David E. Henderson, 62, an executive with Outlet...

Deaths elsewhere

December 28, 1990

David E. Henderson, 62, an executive with Outlet Communications Inc. for 18 years who began his career as an announcer and director at WBAL-TV in Baltimore, died yesterday after suffering a heart attack at his East Greenwich, R.I., home. He has been chairman, president and chief executive officer at Outlet Communications since 1989, when he replaced the retiring Bruce G. Sundlun, now Rhode Island's governor-elect. Outlet is the parent company of WJAR-TV in Providence and WCMH-TV in Columbus, Ohio. Mr. Henderson spent 42 years in the broadcasting industry, much of it with Group W Productions, a subsidiary of Westinghouse Broadcasting Co. While at Group W, he held executive sales and managerial positions at WBX-TV in Boston, KYW-TV in Philadelphia and WJX-TV in Baltimore. He produced the "Mike Douglas Show" and David Frost programs while at Group W.

William F. O'Hara, 82, who survived 88 days on an icecap in Greenland after a bomber crash during World War II, died Monday at Mercy Hospital in Scranton, Pa. He was the navigator and one of nine crewmen on a B-17 Flying Fortress that crashed Nov. 9, 1942, while searching for a missing aircraft. Two crew members and three rescuers died before the survivors were saved Feb. 5, 1943. Mr. O'Hara had both legs amputated below the knee as a result of the ordeal, which was the subject of Col. Bernt Balchen's book "War Below Zero." After military service, Mr. O'Hara was register of wills in Lackawanna County for 12 years and held a seat on the state Public Utility Commission for 11 years.

Henry Steeger III, 87, a publisher and a past president of the National Urban League, died of bone cancer Tuesday at his home in Manhattan. Mr. Steeger led the Urban League from 1960 to 1964; previously, he was senior vice president. In 1961, he warned the organization's convention in Dayton, Ohio, that a social explosion was probable unless something was done to give blacks equal rights and equal opportunities. He was a co-founder and president of Popular Publications Inc., which published popular detective and western story magazines like Argosy, Black Mask, Adventure, Dime Detective and Star Western. It also published the Spider, a comic that inspired Batman and Spiderman. Popular Publications

was acquired by another company in 1972 and went out of business in 1979.

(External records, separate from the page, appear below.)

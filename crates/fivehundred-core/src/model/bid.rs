use core::fmt;

pub const MIN_TRICKS: u8 = 6;
pub const MAX_TRICKS: u8 = 10;

/// The seven bid families, in the order the bidding ladder climbs them.
#[derive(Debug, Clone, Copy, PartialEq, Eq, Hash)]
pub enum BidType {
    Spades,
    Clubs,
    Diamonds,
    Hearts,
    NoTrumps,
    Misere,
    OpenMisere,
}

impl BidType {
    pub const ALL: [BidType; 7] = [
        BidType::Spades,
        BidType::Clubs,
        BidType::Diamonds,
        BidType::Hearts,
        BidType::NoTrumps,
        BidType::Misere,
        BidType::OpenMisere,
    ];

    pub const fn is_trick_bid(self) -> bool {
        !matches!(self, BidType::Misere | BidType::OpenMisere)
    }

    pub const fn as_str(self) -> &'static str {
        match self {
            BidType::Spades => "Spades",
            BidType::Clubs => "Clubs",
            BidType::Diamonds => "Diamonds",
            BidType::Hearts => "Hearts",
            BidType::NoTrumps => "No Trumps",
            BidType::Misere => "Misere",
            BidType::OpenMisere => "Open Misere",
        }
    }

    const fn base_points(self) -> Option<u32> {
        match self {
            BidType::Spades => Some(40),
            BidType::Clubs => Some(60),
            BidType::Diamonds => Some(80),
            BidType::Hearts => Some(100),
            BidType::NoTrumps => Some(120),
            BidType::Misere | BidType::OpenMisere => None,
        }
    }
}

impl fmt::Display for BidType {
    fn fmt(&self, f: &mut fmt::Formatter<'_>) -> fmt::Result {
        f.write_str(self.as_str())
    }
}

#[derive(Debug, Clone, Copy, PartialEq, Eq)]
pub enum BidError {
    MissingNumber(BidType),
    UnexpectedNumber(BidType),
    NumberOutOfRange(u8),
}

impl fmt::Display for BidError {
    fn fmt(&self, f: &mut fmt::Formatter<'_>) -> fmt::Result {
        match self {
            BidError::MissingNumber(bid_type) => {
                write!(f, "{bid_type} is a trick bid and needs a trick count")
            }
            BidError::UnexpectedNumber(bid_type) => {
                write!(f, "{bid_type} does not take a trick count")
            }
            BidError::NumberOutOfRange(number) => {
                write!(
                    f,
                    "trick count {number} is outside {MIN_TRICKS}..={MAX_TRICKS}"
                )
            }
        }
    }
}

impl std::error::Error for BidError {}

/// Point value of a bid. Misere and Open Misere are fixed regardless of any
/// supplied number; trick bids require a count in 6..=10.
pub fn bid_points(bid_type: BidType, number: Option<u8>) -> Result<u32, BidError> {
    match bid_type {
        BidType::Misere => Ok(250),
        BidType::OpenMisere => Ok(500),
        _ => {
            let number = number.ok_or(BidError::MissingNumber(bid_type))?;
            if !(MIN_TRICKS..=MAX_TRICKS).contains(&number) {
                return Err(BidError::NumberOutOfRange(number));
            }
            let base = bid_type.base_points().expect("trick bids have a base");
            Ok(base + 100 * u32::from(number - MIN_TRICKS))
        }
    }
}

/// An immutable bid. The trick count is present exactly when the bid type is
/// a trick bid, and the points are always derived, never caller-supplied.
#[derive(Debug, Clone, Copy, PartialEq, Eq)]
pub struct Bid {
    number: Option<u8>,
    bid_type: BidType,
    points: u32,
}

impl Bid {
    pub fn tricks(number: u8, bid_type: BidType) -> Result<Self, BidError> {
        if !bid_type.is_trick_bid() {
            return Err(BidError::UnexpectedNumber(bid_type));
        }
        let points = bid_points(bid_type, Some(number))?;
        Ok(Self {
            number: Some(number),
            bid_type,
            points,
        })
    }

    pub fn misere() -> Self {
        Self {
            number: None,
            bid_type: BidType::Misere,
            points: 250,
        }
    }

    pub fn open_misere() -> Self {
        Self {
            number: None,
            bid_type: BidType::OpenMisere,
            points: 500,
        }
    }

    pub fn number(&self) -> Option<u8> {
        self.number
    }

    pub fn bid_type(&self) -> BidType {
        self.bid_type
    }

    pub fn points(&self) -> u32 {
        self.points
    }
}

impl fmt::Display for Bid {
    fn fmt(&self, f: &mut fmt::Formatter<'_>) -> fmt::Result {
        match self.number {
            Some(number) => write!(f, "{} {} ({})", number, self.bid_type, self.points),
            None => write!(f, "{} ({})", self.bid_type, self.points),
        }
    }
}

/// Every legal bid, lowest to highest within each family: the five trick
/// families count 6..=10, then Misere, then Open Misere. 27 bids in all, and
/// the order is a contract callers may rank by.
pub fn all_bids() -> impl Iterator<Item = Bid> {
    BidType::ALL.iter().copied().flat_map(|bid_type| {
        let numbers = if bid_type.is_trick_bid() {
            MIN_TRICKS..=MAX_TRICKS
        } else {
            0..=0
        };
        numbers.map(move |number| match bid_type {
            BidType::Misere => Bid::misere(),
            BidType::OpenMisere => Bid::open_misere(),
            _ => Bid::tricks(number, bid_type).expect("trick count in range"),
        })
    })
}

Iri A. Daffin, 88, an industrialist who developed labor-saving machines for the farming and construction industries, died Tuesday at his home in Lititz, Pa. In the early 1940s, Mr. Daffin and associates turned farmer-inventor Edwin Nolt's idea for a hay baler into a moneymaking product. They bought control of New Holland Machine Co. and turned the baler into the cornerstone of what is now Ford New Holland Inc., a major manufacturer of agricultural implements. Mr. Daffin also developed a mobile feed mill and in his 70s founded a charter airplane company bearing his name.

Umberto Tirelli, 62, a costume-maker for movies such as "Amadeus" and "Once Upon a Time in America," died yesterday in Rome. Mr. Tirelli was born in Gualtieri in the Reggio Emilia region of Italy. He worked as an errand boy in a fabric shop in Milan before going into the costume business. His work on "Amadeus" won recognition when the film received the Oscar for best costumes. He also made costumes for the movie "The Name of the Rose" and operas, including Luchino Visconti's production of "Norma," with Maria Callas. Mr. Tirelli first worked for the Safa workshop, then founded his own shop in 1964.

James T. Henry, 80, a former Xenia, Ohio, City Commission president and Ohio's third black mayor, died Saturday. Mr. Henry was elected to the commission in 1952 and was named commission president in 1963. He became the state's third black mayor -- after Robert Henry of Springfield and Carl Stokes of Cleveland -- when Xenia commissioners elected him in 1969. Mr. Henry also was a retired chairman of the earth science department at Central State University, where he taught geology and geography.

Thomas M. Erwin, 97, a California assemblyman for 16 years who sponsored a statute creating the state's Department of Fish and Game after World War II, died Dec. 21 in Sacramento. Mr. Erwin, a Republican, represented Whittier, La Puente and West Covina, east of Los Angeles. Mr. Erwin's legislative accomplishments included establishing the veterinary medicine school at the University of California at Davis.